Boba Fett is returning to Tatooine.
Just not in the way some viewers were probably expecting.
Marvel Comics is adapting Star Wars: The Book of Boba Fett as a new seven-issue comic series, bringing the Disney+ series back in panel form starting September 9, 2026. According to AIPT’s report on Marvel’s announcement, the adaptation will be written by Rodney Barnes, with art by Will Sliney.
So yes, The Book of Boba Fett is finally becoming an actual book.
Well, comic book.
Close enough.

Boba Fett Returns to the Page
The adaptation will revisit Boba Fett’s post-Sarlacc story, as he takes over Jabba the Hutt’s old criminal territory and tries to rule Tatooine with Fennec Shand at his side.
That premise was always one of the most interesting parts of the Disney+ series.
Boba was no longer just the silent bounty hunter with a cool helmet and excellent marketing. He was trying to become something stranger: a crime lord with a code, a survivor attempting to build order from the wreckage of Jabba’s empire.
Whether the show fully delivered on that idea is still up for debate.
But as a comic adaptation, the setup could play nicely. Comics can sharpen pacing, compress weaker material, and give certain scenes a more mythic visual punch. If there was ever a Star Wars story that might benefit from a tighter retelling, The Book of Boba Fett is definitely in the conversation.

Rodney Barnes Is Happy to Be Back With Boba
Barnes sounds genuinely excited about the project, saying in the announcement:
“I’ve loved Boba Fett since early childhood! Adapting this series has been a complete joy, and I can’t wait for Star Wars fans to read it!”
That affection matters.
Boba Fett is one of those characters who carries decades of fan expectation on his dented helmet. He started as a mystery, became a merchandising legend, fell into a pit, came back through expanded universe mythmaking, and eventually returned to live action as a scarred survivor trying to redefine himself.
That is a lot of baggage for one armored man and one very tired rancor budget.

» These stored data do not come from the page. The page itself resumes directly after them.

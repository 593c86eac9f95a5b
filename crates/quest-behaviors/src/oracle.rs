//! Completion and failure checks for an escort.

use bot_core::{QuestLog, Vec3, WorldQuery};

use crate::config::{EscortCompleteWhen, EscortConfig};
use crate::group::EscortedGroup;

/// Outcome of one oracle consultation.
#[derive(Clone, Copy, Debug, Default, PartialEq, Eq)]
pub struct Verdict {
    pub complete: bool,
    pub failed: bool,
}

/// Inclusive: standing exactly on the destination with zero tolerance counts.
pub fn destination_reached(location: Vec3, destination: Vec3, tolerance: f32) -> bool {
    location.distance(destination) <= tolerance
}

/// The escort failed when nobody is left to escort or the quest says so.
///
/// A quest that is no longer in the log is not a failure.
pub fn is_escort_failed<H>(config: &EscortConfig, host: &H, group: &mut EscortedGroup) -> bool
where
    H: WorldQuery + QuestLog + ?Sized,
{
    let group_lost = !group.is_viable(host);
    let quest_failed = config
        .quest
        .quest_id
        .and_then(|id| host.quest(id))
        .is_some_and(|quest| quest.failed);
    group_lost || quest_failed
}

pub fn is_escort_complete<H>(config: &EscortConfig, host: &H, group: &mut EscortedGroup) -> bool
where
    H: WorldQuery + QuestLog + ?Sized,
{
    let quest = config.quest.quest_id.and_then(|id| host.quest(id));
    match config.complete_when {
        EscortCompleteWhen::DestinationReached => destination_reached(
            host.me().location,
            config.complete_location,
            config.complete_max_range,
        ),
        EscortCompleteWhen::QuestComplete => quest.is_none_or(|quest| quest.completed),
        EscortCompleteWhen::QuestCompleteOrFails => {
            quest.is_none_or(|quest| quest.completed) || is_escort_failed(config, host, group)
        }
        EscortCompleteWhen::QuestObjectiveComplete => match (quest, config.quest.objective_index) {
            (Some(quest), Some(index)) => quest.is_objective_complete(index),
            _ => false,
        },
    }
}

/// Consults both checks; failure is evaluated first so the group is pruned
/// before completion looks at it.
pub fn evaluate<H>(config: &EscortConfig, host: &H, group: &mut EscortedGroup) -> Verdict
where
    H: WorldQuery + QuestLog + ?Sized,
{
    let failed = is_escort_failed(config, host, group);
    let complete = is_escort_complete(config, host, group);
    Verdict { complete, failed }
}
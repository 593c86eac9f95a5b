//! Offline scenario runner for the EscortGroup behavior.
//!
//! Loads a RON scenario, builds the simulated world it describes and ticks
//! the behavior until it finishes or the tick budget runs out.
//! Run with: `cargo run -p escort-sim -- <scenario.ron>`

mod logging;
mod runner;
mod scenario;

use std::path::PathBuf;

use anyhow::{Result, bail};
use clap::Parser;
use quest_behaviors::Outcome;

use scenario::Scenario;

/// Runs an escort scenario against the in-memory world
#[derive(Parser)]
#[command(name = "escort-sim")]
#[command(about = "Offline runner for EscortGroup scenarios", long_about = None)]
#[command(version)]
struct Cli {
    /// Scenario file (RON)
    scenario: PathBuf,

    /// Override the scenario's tick budget
    #[arg(long)]
    ticks: Option<usize>,

    /// Override the scenario's tick length in milliseconds
    #[arg(long)]
    tick_ms: Option<u64>,

    /// Seed for gossip pacing
    #[arg(long, default_value_t = 42)]
    seed: u64,
}

fn main() -> Result<()> {
    logging::init();
    let cli = Cli::parse();

    let mut scenario = Scenario::load(&cli.scenario)?;
    if let Some(ticks) = cli.ticks {
        scenario.ticks = ticks;
    }
    if let Some(tick_ms) = cli.tick_ms {
        scenario.tick_ms = tick_ms;
    }

    let report = runner::run(&scenario, cli.seed)?;

    println!("Ticks:     {} ({:.1}s simulated)", report.ticks, report.elapsed.as_secs_f32());
    println!("Agent at:  {}", report.agent_location);
    let escorted: Vec<String> = report.escorted.iter().map(ToString::to_string).collect();
    println!("Escorted:  [{}]", escorted.join(", "));
    println!("States:");
    for (tick, state) in &report.transitions {
        println!("  {tick:>5}  {state}");
    }
    println!("{}", report.goal);
    if let Some(reason) = &report.stop_reason {
        println!("Stopped:   {reason}");
    }

    match report.outcome {
        Some(Outcome::Done(reason)) => {
            println!("Outcome:   {reason}");
            Ok(())
        }
        Some(Outcome::Fatal(err)) => bail!("escort stopped: {err}"),
        None => bail!("escort did not finish within {} ticks", report.ticks),
    }
}
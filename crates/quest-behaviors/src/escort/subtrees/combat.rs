//! Responses that pre-empt the state machine.
//!
//! Both run ahead of the per-state subtrees on every tick. The combat
//! response mostly steers the host's own combat handling and falls through,
//! so the state machine still gets its turn unless the agent has to move.

use behavior_tree::builder::{action, selector, sequence};
use behavior_tree::Status;
use bot_core::Host;

use super::{EscortTree, group_center_point, group_close_enough, group_out_of_reach};
use crate::escort::blackboard::Blackboard;
use crate::escort::nodes::{
    AgentDown, ChooseNextTarget, EscortUnderway, FocusSelectedTarget, MoveTo, MovementSlot,
    SwitchToPriorityTarget,
};
use crate::escort::state::BehaviorState;

/// Sends a dead agent to `CheckDone` so the escort is re-evaluated once it
/// is back on its feet.
pub fn death_response<H: Host + 'static>() -> EscortTree<H> {
    sequence(vec![
        Box::new(AgentDown),
        action(|bb: &mut Blackboard<H>| {
            bb.set_state(BehaviorState::CheckDone);
            Status::Success
        }),
    ])
}

/// Keeps the fight centred on the escorted group.
///
/// Priority order:
/// 1. Never drift beyond fight distance of every escorted unit
/// 2. Switch to the nearest priority target near the group
/// 3. Keep the bot's kill target on the selected mob, starting the fight if idle
/// 4. Pick a new target when the old one is gone and the group is attacked
pub fn combat_response<H: Host + 'static>() -> EscortTree<H> {
    sequence(vec![
        Box::new(EscortUnderway),
        selector(vec![
            Box::new(MoveTo::new(
                MovementSlot::Combat,
                group_out_of_reach,
                group_close_enough,
                group_center_point,
                "nearest escorted unit",
            )),
            Box::new(SwitchToPriorityTarget),
            Box::new(FocusSelectedTarget),
            Box::new(ChooseNextTarget),
        ]),
    ])
}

A Second Chance for a Divisive Star Wars Chapter
The interesting part is not just that Marvel is adapting The Book of Boba Fett.
It is that the series itself remains one of the more debated entries in Disney+ Star Wars.
Some viewers liked the slower, more reflective version of Boba. Others wanted a sharper underworld story with more menace, more crime politics, and fewer detours into other people’s shows. The Mandalorian-heavy episodes are still part of the conversation, especially because they shifted the focus away from Boba inside his own series.
A comic adaptation cannot change the basic storyline.
But it can reframe it.
It can make Boba’s rise on Tatooine feel cleaner. It can give the crime-world material more visual weight. It can also put characters like Garsa Fwip, Dokk Strassi, Mok Shaiz’s majordomo, and others into Marvel’s Star Wars comic continuity in a more formal way.
That last part may be quietly important for collectors and continuity-watchers.

Boba Fett Still Has Pull
The announcement also proves something obvious but worth saying: Boba Fett still sells.
Even when the show divided audiences, the character remains one of Star Wars’ most durable icons. Put him on a comic cover with the armor, the helmet, the rifle, the Tatooine dust, and people will look twice.
That is the Boba Fett effect.
He does not need to say much.
He just has to stand there looking like trouble got expensive.
Marvel’s Star Wars: The Book of Boba Fett #1 arrives September 9, 2026. Whether it changes anyone’s mind about the series is another question.
But Boba getting another shot on the page feels right.
After all, surviving impossible situations is kind of his thing.